Hochman Eldar, Taler Michal, Flug Reut, Gur Shay, Dar Shira, Bormant Gil, Blattberg Dori, Nitzan Uri, Krivoy Amir, Weizman Abraham
Sackler Faculty of Medicine, Tel-Aviv University, Tel Aviv, Israel; Geha Mental Health Center, Petah-Tikva, Israel; Laboratory of Molecular and Biological Psychiatry, Felsenstein Medical Research Center, Petah-Tikva, Israel.
Sackler Faculty of Medicine, Tel-Aviv University, Tel Aviv, Israel; The Pediatric Molecular Psychiatry Laboratory, Sheba Tel Hashomer Medical Center, Ramat Gan, Israel.
Brain Behav Immun. 2023 Mar;109:162-167. doi: 10.1016/j.bbi.2023.01.015. Epub 2023 Jan 24.
Accumulating evidence indicates that inflammation and neurovascular unit (NVU) dysfunction contribute to depression via disrupted blood-brain barrier (BBB) integrity.

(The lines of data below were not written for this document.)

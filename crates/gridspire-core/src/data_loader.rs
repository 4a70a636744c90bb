//! Data-driven configuration loading from JSON.
//!
//! Feature-gated behind `data-loader`. Provides JSON deserialization into
//! [`ConfigBuilder`] for game content defined in data files. All numbers
//! cross the f64 boundary here, so finiteness and sign are validated before
//! anything reaches the fixed-point interior.

use crate::config::{CardDef, ConfigBuilder, ConfigError, GameConfig, ManualYield, TierBenefit};
use crate::fixed::f64_to_fixed64;
use std::collections::BTreeMap;

// ---------------------------------------------------------------------------
// Error types
// ---------------------------------------------------------------------------

/// Errors that can occur during data loading.
#[derive(Debug, thiserror::Error)]
pub enum DataLoadError {
    #[error("JSON parse error: {0}")]
    JsonParse(#[from] serde_json::Error),
    #[error("config error: {0}")]
    Config(#[from] ConfigError),
    #[error("unknown resource reference: {0}")]
    UnknownResourceRef(String),
    #[error("invalid number for {context}: {value}")]
    InvalidNumber { context: String, value: f64 },
}

// ---------------------------------------------------------------------------
// JSON data structures
// ---------------------------------------------------------------------------

/// Top-level configuration data for JSON deserialization.
#[derive(Debug, serde::Deserialize)]
pub struct ConfigData {
    #[serde(default)]
    pub resources: Vec<ResourceData>,
    #[serde(default)]
    pub cards: Vec<CardData>,
    pub grid: GridData,
    pub starter_card: String,
}

#[derive(Debug, serde::Deserialize)]
pub struct ResourceData {
    pub name: String,
}

#[derive(Debug, serde::Deserialize)]
pub struct GridData {
    pub rows: u32,
    pub cols: u32,
}

#[derive(Debug, serde::Deserialize)]
pub struct CardData {
    pub name: String,
    #[serde(default)]
    pub input_requirements: BTreeMap<String, f64>,
    #[serde(default)]
    pub outputs: Vec<String>,
    #[serde(default)]
    pub base_rate: f64,
    #[serde(default)]
    pub manual_yield: Option<YieldData>,
    #[serde(default)]
    pub upgrade_costs: BTreeMap<u32, BTreeMap<String, u64>>,
    #[serde(default)]
    pub tier_benefits: BTreeMap<u32, BenefitData>,
}

#[derive(Debug, serde::Deserialize)]
pub struct YieldData {
    #[serde(default)]
    pub consume: BTreeMap<String, u64>,
    #[serde(default)]
    pub produce: BTreeMap<String, u64>,
}

#[derive(Debug, serde::Deserialize)]
pub struct BenefitData {
    #[serde(default)]
    pub automation: bool,
    #[serde(default = "default_multiplier")]
    pub rate_multiplier: f64,
}

fn default_multiplier() -> f64 {
    1.0
}

// ---------------------------------------------------------------------------
// Loading functions
// ---------------------------------------------------------------------------

/// Load a configuration from a JSON string.
pub fn load_config_json(json: &str) -> Result<GameConfig, DataLoadError> {
    let data: ConfigData = serde_json::from_str(json)?;
    build_config(data)
}

fn check_number(context: &str, value: f64) -> Result<f64, DataLoadError> {
    if !value.is_finite() || value < 0.0 {
        return Err(DataLoadError::InvalidNumber {
            context: context.to_string(),
            value,
        });
    }
    Ok(value)
}

fn build_config(data: ConfigData) -> Result<GameConfig, DataLoadError> {
    let mut builder = ConfigBuilder::new();

    for resource in &data.resources {
        builder.register_resource(&resource.name);
    }

    let resolve = |builder: &ConfigBuilder, name: &str| {
        builder
            .resource_id(name)
            .ok_or_else(|| DataLoadError::UnknownResourceRef(name.to_string()))
    };

    for card in &data.cards {
        let mut input_requirements = Vec::new();
        for (name, rate) in &card.input_requirements {
            let rate = check_number(&format!("{}.input_requirements.{name}", card.name), *rate)?;
            input_requirements.push((resolve(&builder, name)?, f64_to_fixed64(rate)));
        }

        let mut outputs = Vec::new();
        for name in &card.outputs {
            outputs.push(resolve(&builder, name)?);
        }

        let manual_yield = match &card.manual_yield {
            Some(yield_) => {
                let mut consume = Vec::new();
                for (name, amount) in &yield_.consume {
                    consume.push((resolve(&builder, name)?, *amount));
                }
                let mut produce = Vec::new();
                for (name, amount) in &yield_.produce {
                    produce.push((resolve(&builder, name)?, *amount));
                }
                Some(ManualYield { consume, produce })
            }
            None => None,
        };

        let mut upgrade_costs = BTreeMap::new();
        for (tier, costs) in &card.upgrade_costs {
            let mut resolved = Vec::new();
            for (name, amount) in costs {
                resolved.push((resolve(&builder, name)?, *amount));
            }
            upgrade_costs.insert(*tier, resolved);
        }

        let mut tier_benefits = BTreeMap::new();
        for (tier, benefit) in &card.tier_benefits {
            let multiplier = check_number(
                &format!("{}.tier_benefits.{tier}.rate_multiplier", card.name),
                benefit.rate_multiplier,
            )?;
            tier_benefits.insert(
                *tier,
                TierBenefit {
                    automation: benefit.automation,
                    rate_multiplier: f64_to_fixed64(multiplier),
                },
            );
        }

        let base_rate = check_number(&format!("{}.base_rate", card.name), card.base_rate)?;

        builder.register_card(CardDef {
            name: card.name.clone(),
            input_requirements,
            outputs,
            base_rate: f64_to_fixed64(base_rate),
            manual_yield,
            upgrade_costs,
            tier_benefits,
        });
    }

    builder.set_grid(data.grid.rows, data.grid.cols);
    builder.set_starter_card(&data.starter_card)?;
    Ok(builder.build()?)
}

// ===========================================================================
// Tests
// ===========================================================================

Claudin-5, an endothelial tight-junction protein expressed in the NVU and contributing to BBB integrity, has been implicated in psychiatric disorders, including major depressive disorder (MDD) and schizophrenia. In an animal model of depressive-like behavior, the pro-inflammatory cytokine tumor necrosis factor-alpha (TNF-α) was found to affect BBB permeability and claudin-5 expression of NVU endothelial cells. To the best of the authors' knowledge, this study is the first to assess the relationship between serum claudin-5 and TNF-α levels, during major depressive episodes (MDEs). Serum levels of claudin-5 and TNF-α of 40 patients diagnosed with current MDE [19 with MDD and 21 with bipolar disorder (BD)] and 28 matched healthy controls (HCs) were analyzed. Claudin-5 and TNF-α serum levels in the MDE group were significantly higher than in the HC one. Discrete analysis according to MDE type indicated significantly increased claudin-5 serum levels in BD but not in MDD patients, compared to HCs, even after controlling for confounders. In the MDE group, a significant positive correlation was found between claudin-5 and TNF-α serum levels. In complementary analysis, serum levels of the pro-inflammatory cytokine interleukin-6 were significantly higher among MDE patients compared to HCs, however, no significant correlation was found with claudin-5 levels. In conclusion, as indicated by preclinical studies, our clinical study suggests a possible specific interaction between the NVU/BBB marker claudin-5 and the inflammatory marker TNF-α in the pathogenesis of depression.
越来越多的证据表明,炎症和神经血管单元(NVU)功能障碍通过破坏血脑屏障(BBB)的完整性导致抑郁症。Claudin-5是一种在内皮紧密连接中表达的蛋白质,存在于NVU中,对BBB的完整性有重要作用,它与包括重度抑郁症(MDD)和精神分裂症在内的精神疾病有关。在一个类似抑郁行为的动物模型中,发现促炎细胞因子肿瘤坏死因子-α(TNF-α)会影响BBB的通透性以及NVU内皮细胞中Claudin-5的表达。据作者所知,本研究首次评估了重度抑郁发作(MDE)期间血清Claudin-5与TNF-α水平之间的关系。分析了40例被诊断为当前MDE的患者(19例MDD患者和21例双相情感障碍(BD)患者)以及28例匹配的健康对照(HC)的血清Claudin-5和TNF-α水平。MDE组的Claudin-5和TNF-α血清水平显著高于HC组。根据MDE类型进行的离散分析表明,与HC相比,即使在控制了混杂因素后,BD患者的Claudin-5血清水平仍显著升高,而MDD患者则不然。在MDE组中,发现Claudin-5与TNF-α血清水平之间存在显著正相关。在补充分析中,与HC相比,MDE患者中促炎细胞因子白细胞介素-6的血清水平显著更高,然而,与Claudin-5水平未发现显著相关性。总之,正如临床前研究所表明的,我们的临床研究表明,在抑郁症的发病机制中,NVU/BBB标志物Claudin-5与炎症标志物TNF-α之间可能存在特定的相互作用。